Start of EXCERPTED DATA

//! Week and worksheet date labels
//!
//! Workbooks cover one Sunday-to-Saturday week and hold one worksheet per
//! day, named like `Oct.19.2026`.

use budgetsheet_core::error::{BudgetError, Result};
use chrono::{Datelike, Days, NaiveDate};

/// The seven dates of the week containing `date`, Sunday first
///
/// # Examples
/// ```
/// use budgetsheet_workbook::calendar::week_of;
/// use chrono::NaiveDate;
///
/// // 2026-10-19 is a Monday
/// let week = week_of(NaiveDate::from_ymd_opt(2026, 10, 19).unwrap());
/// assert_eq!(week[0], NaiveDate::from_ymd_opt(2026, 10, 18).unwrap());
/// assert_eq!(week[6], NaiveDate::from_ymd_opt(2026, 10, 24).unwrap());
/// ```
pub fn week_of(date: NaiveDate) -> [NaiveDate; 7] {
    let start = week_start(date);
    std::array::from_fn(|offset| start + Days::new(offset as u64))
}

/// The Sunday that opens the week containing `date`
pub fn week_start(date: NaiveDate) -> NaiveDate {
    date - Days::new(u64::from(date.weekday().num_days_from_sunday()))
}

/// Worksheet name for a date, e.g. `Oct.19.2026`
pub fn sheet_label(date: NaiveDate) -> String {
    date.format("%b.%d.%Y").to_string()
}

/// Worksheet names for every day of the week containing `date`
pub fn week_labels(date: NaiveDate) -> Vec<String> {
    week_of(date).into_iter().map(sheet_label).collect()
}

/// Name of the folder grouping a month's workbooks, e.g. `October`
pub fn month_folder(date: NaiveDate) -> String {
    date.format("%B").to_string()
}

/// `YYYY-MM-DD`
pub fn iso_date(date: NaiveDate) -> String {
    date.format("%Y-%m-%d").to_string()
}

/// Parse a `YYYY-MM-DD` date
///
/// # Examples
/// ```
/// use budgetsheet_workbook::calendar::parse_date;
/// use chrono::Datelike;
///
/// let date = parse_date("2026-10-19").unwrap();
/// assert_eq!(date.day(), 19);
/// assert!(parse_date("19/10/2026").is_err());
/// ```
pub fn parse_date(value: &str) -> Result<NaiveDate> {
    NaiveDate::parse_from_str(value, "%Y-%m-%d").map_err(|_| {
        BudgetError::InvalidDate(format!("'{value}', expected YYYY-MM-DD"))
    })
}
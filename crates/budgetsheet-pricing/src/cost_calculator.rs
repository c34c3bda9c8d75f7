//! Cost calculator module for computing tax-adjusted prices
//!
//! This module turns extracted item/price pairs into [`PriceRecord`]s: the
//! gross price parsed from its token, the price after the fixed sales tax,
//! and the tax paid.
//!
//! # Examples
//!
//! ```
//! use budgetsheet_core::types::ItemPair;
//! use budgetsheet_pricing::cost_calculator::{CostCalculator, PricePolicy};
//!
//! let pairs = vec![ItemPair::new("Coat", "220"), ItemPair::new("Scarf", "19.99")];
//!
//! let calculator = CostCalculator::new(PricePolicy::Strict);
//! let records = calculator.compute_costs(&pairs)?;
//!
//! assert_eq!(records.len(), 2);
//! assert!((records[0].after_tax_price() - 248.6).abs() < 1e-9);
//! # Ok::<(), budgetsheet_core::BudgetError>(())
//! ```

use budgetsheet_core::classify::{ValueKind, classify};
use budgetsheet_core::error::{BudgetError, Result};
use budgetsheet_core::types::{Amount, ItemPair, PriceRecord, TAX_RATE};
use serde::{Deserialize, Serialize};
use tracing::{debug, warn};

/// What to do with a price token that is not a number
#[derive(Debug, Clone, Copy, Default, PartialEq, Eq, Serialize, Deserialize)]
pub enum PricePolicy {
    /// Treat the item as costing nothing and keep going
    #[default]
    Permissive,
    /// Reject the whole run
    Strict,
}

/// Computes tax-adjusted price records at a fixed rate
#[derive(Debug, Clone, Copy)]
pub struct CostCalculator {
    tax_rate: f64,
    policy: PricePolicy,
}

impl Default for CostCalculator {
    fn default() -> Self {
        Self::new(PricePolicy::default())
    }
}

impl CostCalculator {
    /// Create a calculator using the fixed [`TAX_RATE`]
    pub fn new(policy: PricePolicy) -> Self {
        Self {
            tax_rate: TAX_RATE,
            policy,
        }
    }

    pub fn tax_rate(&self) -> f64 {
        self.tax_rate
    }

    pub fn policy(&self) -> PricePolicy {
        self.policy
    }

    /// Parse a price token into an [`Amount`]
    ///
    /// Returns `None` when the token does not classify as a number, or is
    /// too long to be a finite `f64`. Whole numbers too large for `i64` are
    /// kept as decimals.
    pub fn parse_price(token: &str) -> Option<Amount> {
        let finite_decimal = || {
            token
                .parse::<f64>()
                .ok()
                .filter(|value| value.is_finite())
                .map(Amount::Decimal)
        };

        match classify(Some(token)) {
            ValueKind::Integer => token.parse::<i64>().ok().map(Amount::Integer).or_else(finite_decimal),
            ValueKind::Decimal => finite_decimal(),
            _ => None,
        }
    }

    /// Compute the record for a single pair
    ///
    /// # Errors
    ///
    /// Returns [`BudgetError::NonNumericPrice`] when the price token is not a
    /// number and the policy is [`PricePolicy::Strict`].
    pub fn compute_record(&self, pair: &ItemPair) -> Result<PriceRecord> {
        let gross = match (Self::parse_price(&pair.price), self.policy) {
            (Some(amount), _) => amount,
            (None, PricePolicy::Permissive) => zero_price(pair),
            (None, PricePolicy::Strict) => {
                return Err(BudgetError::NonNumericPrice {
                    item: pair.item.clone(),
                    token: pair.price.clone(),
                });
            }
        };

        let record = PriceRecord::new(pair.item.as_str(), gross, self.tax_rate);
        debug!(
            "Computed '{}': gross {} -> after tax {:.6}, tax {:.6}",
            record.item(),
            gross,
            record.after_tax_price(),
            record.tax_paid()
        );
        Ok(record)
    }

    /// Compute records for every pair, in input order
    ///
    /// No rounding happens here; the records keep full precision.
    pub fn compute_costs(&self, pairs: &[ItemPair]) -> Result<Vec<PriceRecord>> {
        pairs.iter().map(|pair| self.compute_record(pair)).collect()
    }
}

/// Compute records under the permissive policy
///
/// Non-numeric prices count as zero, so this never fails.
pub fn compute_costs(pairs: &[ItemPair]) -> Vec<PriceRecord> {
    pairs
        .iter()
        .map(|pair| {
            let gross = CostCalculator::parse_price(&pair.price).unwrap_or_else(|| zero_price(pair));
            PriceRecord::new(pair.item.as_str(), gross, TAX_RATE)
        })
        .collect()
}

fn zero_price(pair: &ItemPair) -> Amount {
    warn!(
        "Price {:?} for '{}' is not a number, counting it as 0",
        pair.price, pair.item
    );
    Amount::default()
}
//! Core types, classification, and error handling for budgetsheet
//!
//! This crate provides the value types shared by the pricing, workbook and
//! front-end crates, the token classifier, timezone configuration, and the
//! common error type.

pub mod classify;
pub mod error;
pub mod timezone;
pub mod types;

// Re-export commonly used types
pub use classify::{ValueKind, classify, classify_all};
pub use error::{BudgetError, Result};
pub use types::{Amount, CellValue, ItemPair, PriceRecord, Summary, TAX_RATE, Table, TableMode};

End of EXCERPTED DATA
Start of EXCERPTED DATA

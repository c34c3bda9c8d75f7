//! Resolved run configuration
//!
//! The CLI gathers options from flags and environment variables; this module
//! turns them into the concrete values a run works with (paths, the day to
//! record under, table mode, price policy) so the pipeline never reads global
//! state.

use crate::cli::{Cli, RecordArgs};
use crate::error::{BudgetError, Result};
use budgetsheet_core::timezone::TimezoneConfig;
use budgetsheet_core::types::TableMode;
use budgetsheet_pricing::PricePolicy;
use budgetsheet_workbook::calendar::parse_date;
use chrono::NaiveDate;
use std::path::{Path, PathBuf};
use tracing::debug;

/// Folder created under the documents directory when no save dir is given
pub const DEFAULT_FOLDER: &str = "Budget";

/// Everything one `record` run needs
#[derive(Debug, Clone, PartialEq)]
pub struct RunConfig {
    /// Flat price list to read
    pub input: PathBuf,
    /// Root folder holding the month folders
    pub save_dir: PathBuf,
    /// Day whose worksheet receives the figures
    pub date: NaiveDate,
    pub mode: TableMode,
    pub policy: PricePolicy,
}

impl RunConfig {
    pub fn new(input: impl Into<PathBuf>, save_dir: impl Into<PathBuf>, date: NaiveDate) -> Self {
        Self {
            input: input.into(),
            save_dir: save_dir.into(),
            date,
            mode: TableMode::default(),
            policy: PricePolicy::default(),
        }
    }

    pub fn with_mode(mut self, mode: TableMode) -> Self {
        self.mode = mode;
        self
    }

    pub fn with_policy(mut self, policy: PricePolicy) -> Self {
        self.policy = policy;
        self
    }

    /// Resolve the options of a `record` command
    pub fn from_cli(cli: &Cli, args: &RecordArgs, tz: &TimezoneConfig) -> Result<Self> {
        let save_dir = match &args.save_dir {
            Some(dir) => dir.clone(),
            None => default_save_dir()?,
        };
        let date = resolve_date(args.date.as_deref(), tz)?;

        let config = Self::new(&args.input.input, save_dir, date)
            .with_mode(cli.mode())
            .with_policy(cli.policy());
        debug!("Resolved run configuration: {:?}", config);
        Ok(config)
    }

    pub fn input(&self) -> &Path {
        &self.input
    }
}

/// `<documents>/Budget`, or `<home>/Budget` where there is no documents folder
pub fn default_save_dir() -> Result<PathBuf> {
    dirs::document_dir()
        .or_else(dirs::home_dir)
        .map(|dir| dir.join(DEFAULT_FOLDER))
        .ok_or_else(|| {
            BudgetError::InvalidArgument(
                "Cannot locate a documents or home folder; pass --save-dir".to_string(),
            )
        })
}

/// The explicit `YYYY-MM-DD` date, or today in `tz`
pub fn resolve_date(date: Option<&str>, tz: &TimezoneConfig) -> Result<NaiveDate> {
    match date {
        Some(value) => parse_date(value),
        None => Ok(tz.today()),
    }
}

End of EXCERPTED DATA

— WORK ITEM —
Search the records above for the string "fixed" and copy each line that holds it.

— TASK SOLUTION —
//! gross price parsed from its token, the price after the fixed sales tax,
/// Computes tax-adjusted price records at a fixed rate
    /// Create a calculator using the fixed [`TAX_RATE`]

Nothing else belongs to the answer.